§ **What you need to do**
Each line from the beginning of the data below through the line containing "pub const DEFAULT_SHEET_NAME: &str" should be repeated exactly, please.

§ **Stored data**

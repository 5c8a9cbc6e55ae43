//! Run configuration

use chrono::NaiveDateTime;
use std::path::{Path, PathBuf};
use std::time::Duration;

/// Address list used when no source is given
pub const DEFAULT_SOURCE_URL: &str = "https://gist.githubusercontent.com/immujahidkhan/6312618368ee7a84685616645548c9d0/raw/30118bb9317d674c33167a32417d79cf10e5264d/email.json";

pub const DEFAULT_OUTPUT_FILE: &str = "emails.xlsx";

pub const DEFAULT_SHEET_NAME: &str = "Email Addresses";

/// Connect and request timeout, in seconds
pub const DEFAULT_TIMEOUT_SECS: u64 = 30;

/// Where the raw address list comes from
#[derive(Debug, Clone, PartialEq, Eq)]
pub enum Source {
    Url(String),
    File(PathBuf),
}

impl Default for Source {
    fn default() -> Self {
        Self::Url(DEFAULT_SOURCE_URL.to_string())
    }
}

/// Settings for one conversion run
#[derive(Debug, Clone, PartialEq, Eq)]
pub struct Config {
    /// Address list location
    pub source: Source,

    /// Workbook path to write
    pub output: PathBuf,

    /// HTTP connect and request timeout
    pub timeout: Duration,

    /// Worksheet name
    pub sheet_name: String,

    /// Append a `_YYYYMMDD_HHMMSS` suffix to the output file name
    pub timestamped: bool,
}

impl Default for Config {
    fn default() -> Self {
        Self {
            source: Source::default(),
            output: PathBuf::from(DEFAULT_OUTPUT_FILE),
            timeout: Duration::from_secs(DEFAULT_TIMEOUT_SECS),
            sheet_name: DEFAULT_SHEET_NAME.to_string(),
            timestamped: false,
        }
    }
}

impl Config {
    /// Final output path, with the timestamp suffix applied if enabled
    #[must_use]
    pub fn output_path(&self, now: NaiveDateTime) -> PathBuf {
        if self.timestamped {
            timestamped_path(&self.output, now)
        } else {
            self.output.clone()
        }
    }
}

/// Insert `_YYYYMMDD_HHMMSS` between file stem and extension.
///
/// `emails.xlsx` at 2025-01-01 12:00:00 becomes `emails_20250101_120000.xlsx`.
#[must_use]
pub fn timestamped_path(path: &Path, now: NaiveDateTime) -> PathBuf {
    let stem = path
        .file_stem()
        .map(|s| s.to_string_lossy().into_owned())
        .unwrap_or_default();
    let stamp = now.format("%Y%m%d_%H%M%S");

    let file_name = match path.extension() {
        Some(ext) => format!("{stem}_{stamp}.{}", ext.to_string_lossy()),
        None => format!("{stem}_{stamp}"),
    };

    path.with_file_name(file_name)
}
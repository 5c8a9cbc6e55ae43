//! Spreadsheet rendering of output rows

use crate::error::{PipelineError, Result};
use crate::types::OutputRow;
use rust_xlsxwriter::{Color, Format, FormatAlign, FormatPattern, Workbook, XlsxError};
use std::path::Path;
use tracing::info;

const HEADERS: [&str; 3] = ["Email Address", "Company Name", "Website"];

const HEADER_FILL: u32 = 0x00C0_C0C0;
const VALID_FILL: u32 = 0x00CC_FFCC;
const INVALID_FILL: u32 = 0x00FF_8080;

/// Cell formats for the header and the two validity states
struct Styles {
    header: Format,
    valid: Format,
    invalid: Format,
}

impl Styles {
    fn new() -> Self {
        Self {
            header: Format::new()
                .set_bold()
                .set_font_size(12)
                .set_background_color(Color::RGB(HEADER_FILL))
                .set_pattern(FormatPattern::Solid)
                .set_align(FormatAlign::Center),
            valid: fill(VALID_FILL),
            invalid: fill(INVALID_FILL),
        }
    }

    const fn for_row(&self, row: &OutputRow) -> &Format {
        if row.is_valid() {
            &self.valid
        } else {
            &self.invalid
        }
    }
}

fn fill(rgb: u32) -> Format {
    Format::new()
        .set_background_color(Color::RGB(rgb))
        .set_pattern(FormatPattern::Solid)
}

fn xlsx_error(e: &XlsxError) -> PipelineError {
    PipelineError::Write(e.to_string())
}

/// Build an in-memory workbook with a header row and one line per row.
///
/// The address cell carries the validity color; enrichment cells stay
/// blank for invalid rows.
pub fn build_workbook(rows: &[OutputRow], sheet_name: &str) -> Result<Workbook> {
    let styles = Styles::new();
    let mut workbook = Workbook::new();

    {
        let sheet = workbook.add_worksheet();
        sheet.set_name(sheet_name).map_err(|e| xlsx_error(&e))?;

        for (col, title) in (0u16..).zip(HEADERS) {
            sheet
                .write_string_with_format(0, col, title, &styles.header)
                .map_err(|e| xlsx_error(&e))?;
        }

        for (row_num, row) in (1u32..).zip(rows) {
            sheet
                .write_string_with_format(row_num, 0, &row.address, styles.for_row(row))
                .map_err(|e| xlsx_error(&e))?;

            if let Some(fields) = &row.enrichment {
                sheet
                    .write_string(row_num, 1, &fields.company_name)
                    .map_err(|e| xlsx_error(&e))?;
                sheet
                    .write_string(row_num, 2, &fields.website)
                    .map_err(|e| xlsx_error(&e))?;
            }
        }

        sheet.autofit();
    }

    Ok(workbook)
}

/// Build the workbook and save it to `path`.
pub fn write_workbook(rows: &[OutputRow], sheet_name: &str, path: &Path) -> Result<()> {
    let mut workbook = build_workbook(rows, sheet_name)?;
    workbook.save(path).map_err(|e| xlsx_error(&e))?;

    info!("Excel file created: {}", path.display());
    Ok(())
}
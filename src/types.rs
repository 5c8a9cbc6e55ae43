//! Core types for classified output rows

use serde::{Deserialize, Serialize};
use std::fmt;

/// Validity of a single address
#[derive(Debug, Clone, Copy, Serialize, Deserialize, PartialEq, Eq, Hash)]
pub enum Validity {
    Valid,
    Invalid,
}

impl Validity {
    #[must_use]
    pub const fn from_bool(valid: bool) -> Self {
        if valid { Self::Valid } else { Self::Invalid }
    }

    #[must_use]
    pub const fn is_valid(self) -> bool {
        matches!(self, Self::Valid)
    }
}

/// Fields derived from the domain of a valid address
#[derive(Debug, Clone, Default, Serialize, Deserialize, PartialEq, Eq)]
pub struct EnrichedFields {
    /// Capitalized first domain label
    pub company_name: String,

    /// `https://` plus the full domain
    pub website: String,
}

/// Where a row came from
#[derive(Debug, Clone, Copy, Serialize, Deserialize, PartialEq, Eq)]
pub enum RowOrigin {
    /// Input entry written as-is
    Input,

    /// Address recovered by splitting the preceding input row
    Recovered,
}

/// One line of the output table
#[derive(Debug, Clone, Serialize, Deserialize, PartialEq, Eq)]
pub struct OutputRow {
    /// Address text, verbatim from the input or the split
    pub address: String,

    /// Result of validation
    pub validity: Validity,

    /// Present exactly when `validity` is valid
    pub enrichment: Option<EnrichedFields>,

    /// Input entry or recovered sub-address
    pub origin: RowOrigin,
}

impl OutputRow {
    /// Valid row carrying its enrichment
    #[must_use]
    pub const fn valid(address: String, enrichment: EnrichedFields, origin: RowOrigin) -> Self {
        Self {
            address,
            validity: Validity::Valid,
            enrichment: Some(enrichment),
            origin,
        }
    }

    /// Invalid row with empty enrichment
    #[must_use]
    pub const fn invalid(address: String, origin: RowOrigin) -> Self {
        Self {
            address,
            validity: Validity::Invalid,
            enrichment: None,
            origin,
        }
    }

    #[must_use]
    pub const fn is_valid(&self) -> bool {
        self.validity.is_valid()
    }

    /// Company name, or an empty string for invalid rows
    #[must_use]
    pub fn company_name(&self) -> &str {
        self.enrichment
            .as_ref()
            .map_or("", |fields| fields.company_name.as_str())
    }

    /// Website, or an empty string for invalid rows
    #[must_use]
    pub fn website(&self) -> &str {
        self.enrichment
            .as_ref()
            .map_or("", |fields| fields.website.as_str())
    }
}

/// Count of valid and invalid rows
#[derive(Debug, Clone, Copy, Default, Serialize, Deserialize, PartialEq, Eq)]
pub struct Summary {
    pub valid: usize,
    pub invalid: usize,
}

impl Summary {
    /// Tally a finished row sequence
    #[must_use]
    pub fn tally(rows: &[OutputRow]) -> Self {
        let valid = rows.iter().filter(|row| row.is_valid()).count();
        Self {
            valid,
            invalid: rows.len() - valid,
        }
    }

    #[must_use]
    pub const fn total(&self) -> usize {
        self.valid + self.invalid
    }
}

impl fmt::Display for Summary {
    fn fmt(&self, f: &mut fmt::Formatter<'_>) -> fmt::Result {
        writeln!(f, "Validation Summary:")?;
        writeln!(f, "Valid emails: {}", self.valid)?;
        write!(f, "Invalid emails: {}", self.invalid)
    }
}
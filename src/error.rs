//! Error types for the fetch, decode and write stages

use thiserror::Error;

/// Errors that can abort a conversion run
///
/// Classification itself never fails; every variant belongs to the
/// input or output side of the pipeline.
#[derive(Error, Debug)]
pub enum PipelineError {
    /// Transport failure while fetching the address list
    #[error("Failed to fetch address list: {0}")]
    Fetch(String),

    /// Server answered with something other than 200 OK
    #[error("Failed to fetch address list. HTTP status: {0}")]
    Status(u16),

    /// Local input file could not be read
    #[error("Failed to read address list from {path}: {details}")]
    Read { path: String, details: String },

    /// Input is not a JSON array of strings
    #[error("Address list is not a JSON array of strings: {0}")]
    Decode(String),

    /// Workbook could not be built or saved
    #[error("Failed to write workbook: {0}")]
    Write(String),
}

/// Result type for pipeline operations
pub type Result<T> = std::result::Result<T, PipelineError>;
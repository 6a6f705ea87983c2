//! In-window action sheet.
//!
//! [`ActionSheetSlot`] is an [`ActionSheetHost`] that parks the request until
//! the owning view renders it with [`ActionSheetOverlay`] and the user picks
//! an entry.

use std::cell::RefCell;
use std::rc::Rc;

use gpui::{
    div, prelude::FluentBuilder, px, App, ClickEvent, FontWeight, InteractiveElement, IntoElement,
    ParentElement, RenderOnce, SharedString, StatefulInteractiveElement, Styled, Window,
};

use crate::services::action_sheet::{ActionSheetHost, ActionSheetRequest, OnSelect};
use crate::ui::theme::ThemeColors;

struct PendingSheet {
    request: ActionSheetRequest,
    on_select: OnSelect,
}

/// Holds at most one pending action sheet.
#[derive(Clone, Default)]
pub struct ActionSheetSlot(Rc<RefCell<Option<PendingSheet>>>);

impl ActionSheetSlot {
    pub fn new() -> Self {
        Self::default()
    }

    pub fn is_open(&self) -> bool {
        self.0.borrow().is_some()
    }

    /// The request currently shown, if any.
    pub fn request(&self) -> Option<ActionSheetRequest> {
        self.0.borrow().as_ref().map(|pending| pending.request.clone())
    }

    /// Close the sheet and report `index`. No-op when nothing is pending.
    pub fn select(&self, index: usize) {
        // Release the borrow before the callback, which may reopen the slot.
        let pending = self.0.borrow_mut().take();
        if let Some(pending) = pending {
            tracing::debug!(index, "Action sheet selection");
            (pending.on_select)(index);
        }
    }

    /// Close the sheet as if cancel was picked.
    pub fn cancel(&self) {
        let index = self
            .0
            .borrow()
            .as_ref()
            .map(|pending| pending.request.cancel_button_index);
        if let Some(index) = index {
            self.select(index);
        }
    }
}

impl ActionSheetHost for ActionSheetSlot {
    fn show(&self, request: ActionSheetRequest, on_select: OnSelect) {
        let replaced = self
            .0
            .borrow_mut()
            .replace(PendingSheet { request, on_select });
        if replaced.is_some() {
            tracing::warn!("Replacing an action sheet that was still open");
        }
    }
}

/// Picker invoked with the chosen index.
pub type OnPick = Rc<dyn Fn(usize, &mut Window, &mut App)>;

/// Bottom-anchored list of actions with a separated cancel entry.
#[derive(IntoElement)]
pub struct ActionSheetOverlay {
    request: ActionSheetRequest,
    colors: ThemeColors,
    on_pick: OnPick,
}

impl ActionSheetOverlay {
    pub fn new(request: ActionSheetRequest, colors: ThemeColors, on_pick: OnPick) -> Self {
        Self {
            request,
            colors,
            on_pick,
        }
    }
}

impl RenderOnce for ActionSheetOverlay {
    fn render(self, _window: &mut Window, _cx: &mut App) -> impl IntoElement {
        let colors = self.colors;
        let cancel_index = self.request.cancel_button_index;

        let backdrop_pick = self.on_pick.clone();
        let entries = self
            .request
            .options
            .into_iter()
            .enumerate()
            .map(move |(index, title)| {
                let on_pick = self.on_pick.clone();
                let is_cancel = index == cancel_index;
                div()
                    .id(SharedString::from(format!("action-sheet-{}", index)))
                    .w_full()
                    .px(px(16.0))
                    .py(px(12.0))
                    .flex()
                    .justify_center()
                    .bg(colors.surface_elevated)
                    .text_color(colors.accent)
                    .cursor_pointer()
                    .hover(move |style| style.bg(colors.surface))
                    .when(is_cancel, |this| {
                        this.mt(px(8.0)).rounded(px(8.0)).font_weight(FontWeight::SEMIBOLD)
                    })
                    .on_click(move |_: &ClickEvent, window, cx| {
                        cx.stop_propagation();
                        on_pick(index, window, cx);
                    })
                    .child(SharedString::from(title))
            });

        div()
            .id("action-sheet-backdrop")
            .absolute()
            .inset_0()
            .bg(colors.scrim)
            .flex()
            .flex_col()
            .justify_end()
            .p(px(8.0))
            .on_click(move |_: &ClickEvent, window, cx| backdrop_pick(cancel_index, window, cx))
            .child(div().w_full().flex().flex_col().children(entries))
    }
}

#[cfg(test)]
mod tests {
    use super::*;
    use pretty_assertions::assert_eq;
    use std::cell::Cell;

    fn request() -> ActionSheetRequest {
        ActionSheetRequest::new(vec!["Download image".into(), "Cancel".into()]).unwrap()
    }

    #[test]
    fn show_parks_request_until_selection() {
        let slot = ActionSheetSlot::new();
        let picked = Rc::new(Cell::new(None));
        let sink = picked.clone();

        slot.show(request(), Box::new(move |index| sink.set(Some(index))));
        assert!(slot.is_open());
        assert_eq!(slot.request(), Some(request()));

        slot.select(0);
        assert!(!slot.is_open());
        assert_eq!(picked.get(), Some(0));
    }

    #[test]
    fn cancel_reports_cancel_index() {
        let slot = ActionSheetSlot::new();
        let picked = Rc::new(Cell::new(None));
        let sink = picked.clone();

        slot.show(request(), Box::new(move |index| sink.set(Some(index))));
        slot.cancel();
        assert_eq!(picked.get(), Some(1));
    }

    #[test]
    fn select_without_sheet_is_noop() {
        let slot = ActionSheetSlot::new();
        slot.select(3);
        slot.cancel();
        assert!(!slot.is_open());
    }

    #[test]
    fn callback_may_reopen_slot() {
        let slot = ActionSheetSlot::new();
        let inner = slot.clone();
        slot.show(
            request(),
            Box::new(move |_| inner.show(request(), Box::new(|_| {}))),
        );

        slot.select(0);
        assert!(slot.is_open());
    }
}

§ **Solution to this problem**
repository 5c8a9cbc6e55ae43
//! Run configuration

use chrono::NaiveDateTime;
use std::path::{Path, PathBuf};
use std::time::Duration;

/// Address list used when no source is given
pub const DEFAULT_SOURCE_URL: &str = "https://gist.githubusercontent.com/immujahidkhan/6312618368ee7a84685616645548c9d0/raw/30118bb9317d674c33167a32417d79cf10e5264d/email.json";

pub const DEFAULT_OUTPUT_FILE: &str = "emails.xlsx";

pub const DEFAULT_SHEET_NAME: &str = "Email Addresses";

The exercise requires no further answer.